Thank you, I had the opportunity to try out some of the suggestions.
For example, the resid = Y - X * beta_d;
trick reduced the allocations of sigma from 7 to 44, I would watch out for such points in the future.
mine
julia> @time genSigma(Y,X,beta_d,nu0,d0)
0.000013 seconds (7 allocations: 5.016 KiB)
0.10240049561807199
dot trick:
julia> @time genSigma(Y,X,beta_d,nu0,d0)
0.000016 seconds (4 allocations: 2.516 KiB)
0.08709325471913029
and simply that reduced the total code by almost a half (and allocations by a lot)!
julia> @time include("MainNewB.jl")
0.048585 seconds (150.56 k allocations: 51.639 MiB, 9.80% gc time)
vs
julia> @time include("MainNewB.jl")
0.074861 seconds (171.56 k allocations: 68.732 MiB, 11.86% gc time)
I am at that amount of seconds that I should start using BenchmarkTools
I am unsure how to incorporate the "!"
suggestion (just changing the values of beta_d
instead of re-allocating it. I tried following the advice in this discussion, more specifically to use x=f(x)
as in this post
I tried pre-defining beta_d in gibbs
such that
function gibbs(Y,X,BETA0,Sigma0,sig2_d,d0,nu0,n_gibbs,burn)
beta_d = zeros(5,1)
...
for i = 1:n_gibbs
beta_d = genBeta(X,Y,BETA0,Sigma0,sig2_d,beta_d)
...
end
and then in genBeta
assigning to beta_d’s elements but that doesn’t seem to be it.

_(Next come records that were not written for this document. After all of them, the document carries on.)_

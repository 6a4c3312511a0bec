//! デバッガのメインロジック

use crate::errors::{WatchpointError, WatchpointId, ERR_PROGRAM_FINISHED};
use crate::expr_eval::{EvalResult, ExprEngine};
use crate::watchpoint::{Watchpoint, WatchpointHit, WatchpointPool};
use crate::Result;
use sdb_target::{ExecState, Machine, Registers, StopReason, Word, WORD_BYTES};
use std::path::Path;
use tracing::{debug, info};

/// `x` コマンドで読み取る単位（バイト）
const SCAN_UNIT: Word = 4;

/// ステップ実行の結果
#[derive(Debug, Clone, PartialEq, Eq)]
pub struct StepOutcome {
    /// 停止理由
    pub reason: StopReason,
    /// 実行した命令数
    pub executed: u64,
    /// 値が変化したウォッチポイント
    pub triggered: Vec<WatchpointHit>,
}

/// 式テストファイルの1行分の結果
#[derive(Debug, Clone, PartialEq, Eq)]
pub struct ExprCheck {
    pub line: usize,
    pub expr: String,
    pub expected: Word,
    pub actual: EvalResult,
}

/// 式テストファイルの検査結果
#[derive(Debug, Clone, Default, PartialEq, Eq)]
pub struct ExprCheckReport {
    pub passed: usize,
    /// 期待値と一致しなかった、または評価に失敗した行
    pub failures: Vec<ExprCheck>,
    /// 書式が不正で読み飛ばした行番号
    pub skipped: Vec<usize>,
}

impl ExprCheckReport {
    /// 全行が期待値と一致したか
    pub fn all_passed(&self) -> bool {
        self.failures.is_empty()
    }
}

/// デバッガ
pub struct Debugger {
    /// エミュレートされたマシン
    machine: Machine,
    /// 式エンジン
    engine: ExprEngine,
    /// ウォッチポイント管理
    watchpoints: WatchpointPool,
}

impl Debugger {
    /// 指定サイズの物理メモリでデバッガを作成する
    pub fn new(pmem_size: usize) -> Result<Self> {
        Ok(Self::with_machine(Machine::new(pmem_size)?, ExprEngine::new()?))
    }

    /// 既存のマシンと式エンジンからデバッガを作成する
    pub fn with_machine(machine: Machine, engine: ExprEngine) -> Self {
        Self {
            machine,
            engine,
            watchpoints: WatchpointPool::new(),
        }
    }

    /// 生バイナリのイメージを物理メモリに読み込む
    pub fn load_image<P: AsRef<Path>>(&mut self, path: P) -> Result<usize> {
        let size = self.machine.memory_mut().load_image(path)?;
        info!("image loaded, {} bytes", size);
        Ok(size)
    }

    /// マシンを取得する
    pub fn machine(&self) -> &Machine {
        &self.machine
    }

    /// マシンを可変参照で取得する
    pub fn machine_mut(&mut self) -> &mut Machine {
        &mut self.machine
    }

    /// レジスタを取得する
    pub fn registers(&self) -> &Registers {
        self.machine.registers()
    }

    /// 式を評価する
    pub fn evaluate(&self, text: &str) -> EvalResult {
        self.engine.evaluate(text, &self.machine)
    }

    /// ウォッチポイントを設定する
    pub fn add_watchpoint(&mut self, text: &str) -> std::result::Result<WatchpointId, WatchpointError> {
        self.watchpoints.create(text, &self.engine, &self.machine)
    }

    /// ウォッチポイントを削除する
    pub fn remove_watchpoint(&mut self, id: WatchpointId) -> std::result::Result<Watchpoint, WatchpointError> {
        self.watchpoints.delete(id)
    }

    /// すべてのウォッチポイントを取得する
    pub fn watchpoints(&self) -> impl Iterator<Item = &Watchpoint> {
        self.watchpoints.list()
    }

    /// ウォッチポイントを再評価する
    pub fn poll_watchpoints(&mut self) -> Vec<WatchpointHit> {
        self.watchpoints.poll_all(&self.engine, &self.machine)
    }

    /// 命令を実行する
    ///
    /// `count` が `None` なら停止するまで実行を継続します。
    /// 1命令ごとにウォッチポイントを再評価し、値が変化したら停止します。
    /// マシンが終了した場合は、その命令での変化も `triggered` に含めます。
    pub fn step(&mut self, count: Option<u64>) -> Result<StepOutcome> {
        if self.machine.is_finished() {
            return Err(anyhow::anyhow!(ERR_PROGRAM_FINISHED));
        }

        self.machine.set_state(ExecState::Running);
        let mut executed = 0;

        while count.map_or(true, |n| executed < n) {
            let state = self.machine.step()?;
            executed += 1;

            // 停止する命令の後でもウォッチポイントを確認する
            let triggered: Vec<_> = self
                .poll_watchpoints()
                .into_iter()
                .filter(|hit| hit.changed)
                .collect();

            let reason = match state {
                ExecState::End { halt_pc, halt_ret } => Some(StopReason::Halted {
                    pc: halt_pc,
                    code: halt_ret,
                }),
                ExecState::Abort { pc } => Some(StopReason::Aborted { pc }),
                ExecState::Quit => Some(StopReason::Quit),
                ExecState::Running | ExecState::Stopped => None,
            };
            if let Some(reason) = reason {
                debug!("machine stopped after {} steps: {:?}", executed, reason);
                return Ok(StepOutcome {
                    reason,
                    executed,
                    triggered,
                });
            }

            if let Some(first) = triggered.first() {
                self.machine.set_state(ExecState::Stopped);
                return Ok(StepOutcome {
                    reason: StopReason::Watchpoint(first.id),
                    executed,
                    triggered,
                });
            }
        }

        self.machine.set_state(ExecState::Stopped);
        Ok(StepOutcome {
            reason: StopReason::Step,
            executed,
            triggered: Vec::new(),
        })
    }

    /// ユーザー操作による終了を記録する
    pub fn quit(&mut self) {
        self.machine.set_state(ExecState::Quit);
    }

    /// `expr` の値を先頭アドレスとして4バイト単位で `count` 個読み取る
    pub fn scan_memory(&self, count: usize, expr: &str) -> Result<Vec<(Word, u32)>> {
        let start = self.evaluate(expr)?;
        (0..count as Word)
            .map(|i| -> Result<(Word, u32)> {
                let addr = start.wrapping_add(i * SCAN_UNIT);
                Ok((addr, self.machine.memory().read_u32(addr)?))
            })
            .collect()
    }

    /// レジスタまたはメモリワードに式の値を代入する
    ///
    /// `target` は `$reg` か `*EXPR` の形式です。代入した値を返します。
    pub fn assign(&mut self, target: &str, value: &str) -> Result<Word> {
        let value = self.evaluate(value)?;
        let target = target.trim();

        if target.starts_with('$') {
            self.machine.registers_mut().set(target, value)?;
        } else if let Some(addr) = target.strip_prefix('*') {
            let addr = self.evaluate(addr)?;
            self.machine.memory_mut().write(addr, WORD_BYTES, value)?;
        } else {
            return Err(anyhow::anyhow!(
                "Cannot assign to '{}': expected $reg or *ADDR",
                target
            ));
        }
        debug!("{} <- {}", target, value);
        Ok(value)
    }

    /// 式テストファイルを検査する
    ///
    /// 各行は `<期待値(10進数)> <式>` の形式です。
    pub fn check_expressions<P: AsRef<Path>>(&self, path: P) -> Result<ExprCheckReport> {
        let path = path.as_ref();
        let content = std::fs::read_to_string(path)
            .map_err(|e| anyhow::anyhow!("Failed to open {}: {}", path.display(), e))?;

        let mut report = ExprCheckReport::default();
        for (i, line) in content.lines().enumerate() {
            let line_no = i + 1;
            let line = line.trim();
            if line.is_empty() {
                continue;
            }

            let parsed = line
                .split_once(char::is_whitespace)
                .and_then(|(expected, expr)| Some((expected.parse::<Word>().ok()?, expr.trim())));
            let Some((expected, expr)) = parsed else {
                report.skipped.push(line_no);
                continue;
            };

            let actual = self.evaluate(expr);
            if actual == Ok(expected) {
                report.passed += 1;
            } else {
                report.failures.push(ExprCheck {
                    line: line_no,
                    expr: expr.to_string(),
                    expected,
                    actual,
                });
            }
        }

        Ok(report)
    }
}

beta_d[:,1] = Beta1 + C.L*randn(5,1)
alternatively I tried beta_d .=
.
What is the correct way to go about this? Just a reference to the manual can also help, I couldn’t find easily functions with the "!"
operator. I looked at the broadcast
part and I thought I can follow but obviously I didn’t implement it well as I don’t see any changes to the allocations, nor time.